Dossier : IMM-2330-02

Référence neutre : 2003 CFPI 436

ENTRE :

                                                   ELIZABETH ESPARRAGO AGOT

                                                                                                                                              demanderesse

                                                                              - et -

                      LE MINISTRE DE LA CITOYENNETÉ ET DE L'IMMIGRATION

                                                                                                                                                      défendeur

                                                    MOTIFS DE L'ORDONNANCE

LE JUGE LAYDEN-STEVENSON

[1]                 Le 2 mai 2002, un agent d'immigration a conclu qu'il n'y avait pas de raisons d'ordre humanitaire suffisantes pour justifier d'accorder à la demanderesse la dispense prévue au paragraphe 114(2) de l'ancienne Loi sur l'immigration, L.R.C. (1985), ch. I-2 (la Loi). La demanderesse sollicite le contrôle judiciaire de cette décision.

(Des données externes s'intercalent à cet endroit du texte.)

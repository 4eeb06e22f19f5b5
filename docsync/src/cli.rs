/// # docsync CLI interface
///
/// Command parsing and orchestration only. Mirroring, read confinement, token
/// encryption and Markdown aggregation all live in `docsync-core`; this module
/// loads the config, builds a [`DocumentService`] and prints results.
///
/// Logs go to stderr; stdout carries command output (listings, exported
/// Markdown, envelopes, keys) so it can be piped.
use std::io::Write;
use std::path::PathBuf;

use anyhow::{bail, Context, Result};
use clap::{Parser, Subcommand};
use docsync_core::crypto::TokenEncryptor;
use docsync_core::synchronise::DocumentService;
use docsync_core::{FileKind, Repository};
use tokio::io::AsyncReadExt;

use crate::load_config::{encryptor_from_env, load_config, CliConfig};

pub const TOKEN_ENV: &str = "DOCSYNC_TOKEN";

/// CLI for docsync: mirror documentation repositories and export their Markdown.
#[derive(Parser)]
#[clap(
    name = "docsync",
    version,
    about = "Mirror documentation repositories to disk and export selected Markdown"
)]
pub struct Cli {
    #[clap(subcommand)]
    pub command: Commands,
}

#[derive(Subcommand)]
pub enum Commands {
    /// Bring every configured repository's mirror up to date
    Sync {
        /// Path to the YAML config file
        #[clap(long)]
        config: PathBuf,
    },
    /// List the tracked files of one repository
    Ls {
        #[clap(long)]
        config: PathBuf,
        /// Repository name as written in the config
        #[clap(long)]
        repo: String,
    },
    /// Select files of one repository and print their concatenated Markdown
    Export {
        #[clap(long)]
        config: PathBuf,
        #[clap(long)]
        repo: String,
        /// Repository-relative path; repeat to select several
        #[clap(long = "file", required = true)]
        files: Vec<String>,
        /// Write to this file instead of stdout
        #[clap(long)]
        output: Option<PathBuf>,
    },
    /// Encrypt an access token (from DOCSYNC_TOKEN or stdin) for the config file
    SealToken,
    /// Print a fresh base64-encoded 256-bit encryption key
    GenKey,
}

struct Session {
    config: CliConfig,
    encryptor: TokenEncryptor,
    service: DocumentService,
}

impl Session {
    fn open(config: PathBuf) -> Result<Self> {
        let config = load_config(config)?;
        let encryptor = encryptor_from_env()?;
        let service = DocumentService::new(config.mirror.build_manager());
        Ok(Self {
            config,
            encryptor,
            service,
        })
    }

    /// Look up a repository, syncing it first when no mirror exists yet.
    async fn mirrored(&self, name: &str) -> Result<Repository> {
        let repo = self.config.repository(name, &self.encryptor)?;
        let mirror = self.service.manager().mirror_path(&repo);
        if !tokio::fs::try_exists(&mirror).await.unwrap_or(false) {
            tracing::info!(repository = %repo.id(), name, "No mirror yet, syncing first");
            self.service.sync(&repo).await?;
        }
        Ok(repo)
    }
}

/// Extracted async CLI logic entrypoint for integration tests and main()
pub async fn run(cli: Cli) -> Result<()> {
    tracing::info!("trace_initialised");

    match cli.command {
        Commands::Sync { config } => {
            let session = Session::open(config)?;
            let repos = session.config.repositories(&session.encryptor)?;
            tracing::info!(command = "sync", repositories = repos.len(), "Starting synchronisation");
            match session.service.sync_all(&repos).await {
                Ok(report) => {
                    tracing::info!(command = "sync", ?report, "Synchronisation complete");
                    for r in &report.repositories {
                        println!("{}\t{}\t{} files", r.name, r.repository_id, r.files);
                    }
                    Ok(())
                }
                Err(e) => {
                    tracing::error!(command = "sync", error = %e, "Synchronisation failed");
                    Err(e.into())
                }
            }
        }
        Commands::Ls { config, repo } => {
            let session = Session::open(config)?;
            let repo = session.mirrored(&repo).await?;
            let files = session.service.list_files(&repo).await?;
            let mut stdout = std::io::stdout().lock();
            for node in files {
                match node.kind {
                    FileKind::Dir => writeln!(stdout, "{}/", node.path)?,
                    FileKind::File => writeln!(stdout, "{}", node.path)?,
                }
            }
            Ok(())
        }
        Commands::Export {
            config,
            repo,
            files,
            output,
        } => {
            let session = Session::open(config)?;
            let repo = session.mirrored(&repo).await?;
            let selected = session.service.select_files(&repo, &files).await?;
            let markdown = session.service.get_selected_markdown(&repo).await?;
            tracing::info!(
                command = "export",
                repository = %repo.id(),
                files = selected.len(),
                bytes = markdown.len(),
                "Exported markdown"
            );
            match output {
                Some(path) => tokio::fs::write(&path, &markdown)
                    .await
                    .with_context(|| format!("writing {}", path.display()))?,
                None => std::io::stdout().lock().write_all(&markdown)?,
            }
            Ok(())
        }
        Commands::SealToken => {
            let encryptor = encryptor_from_env()?;
            let token = match std::env::var(TOKEN_ENV) {
                Ok(token) => token,
                Err(_) => {
                    let mut input = String::new();
                    tokio::io::stdin()
                        .read_to_string(&mut input)
                        .await
                        .context("reading token from stdin")?;
                    input
                }
            };
            let token = token.trim();
            if token.is_empty() {
                bail!("no token given: set {TOKEN_ENV} or pipe it on stdin");
            }
            println!("{}", encryptor.encrypt(token)?);
            Ok(())
        }
        Commands::GenKey => {
            println!("{}", TokenEncryptor::generate_key());
            Ok(())
        }
    }
}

[2]                 La demanderesse a obtenu le droit de s'établir au Canada le 12 juin 1993 à titre de personne appartenant à la catégorie de la famille. Elle était parrainée par son père et sa mère, qui avaient eux-mêmes été parrainés par la soeur de la demanderesse. Le 14 novembre 1996, la section d'arbitrage de la Commission de l'immigration et du statut de réfugié a conclu que la demanderesse était une personne visée à l'alinéa 27(1)e) de la Loi parce qu'elle avait fourni de fausses indications sur un fait important avant ou après son établissement au Canada, omettant de mentionner son mariage à Manuel Acorceles le 11 septembre 1991. La demanderesse a par conséquent fait l'objet d'une mesure d'expulsion.

[3]                 La demanderesse a interjeté appel de la mesure d'expulsion devant la Section d'appel de la Commission de l'immigration et du statut de réfugié (la Section d'appel). L'audience a eu lieu le 10 novembre 1997 et, par ordonnance datée du 16 janvier 1998, la Section d'appel a confirmé le bien-fondé de la mesure d'expulsion et a débouté l'appel de la demanderesse en equity. L'audience a été reprise le 7 avril 1999 sur le fondement de nouveaux éléments de preuve. En octobre 1999, la Section d'appel a de nouveau confirmé le bien-fondé de la mesure d'expulsion et a rejeté l'appel en equity. La demanderesse a présenté avec succès une demande visant à obtenir le contrôle judiciaire de la deuxième décision et la Section d'appel a tenu en octobre 2001 une troisième audience à l'issue de laquelle l'appel de la demanderesse a été rejeté.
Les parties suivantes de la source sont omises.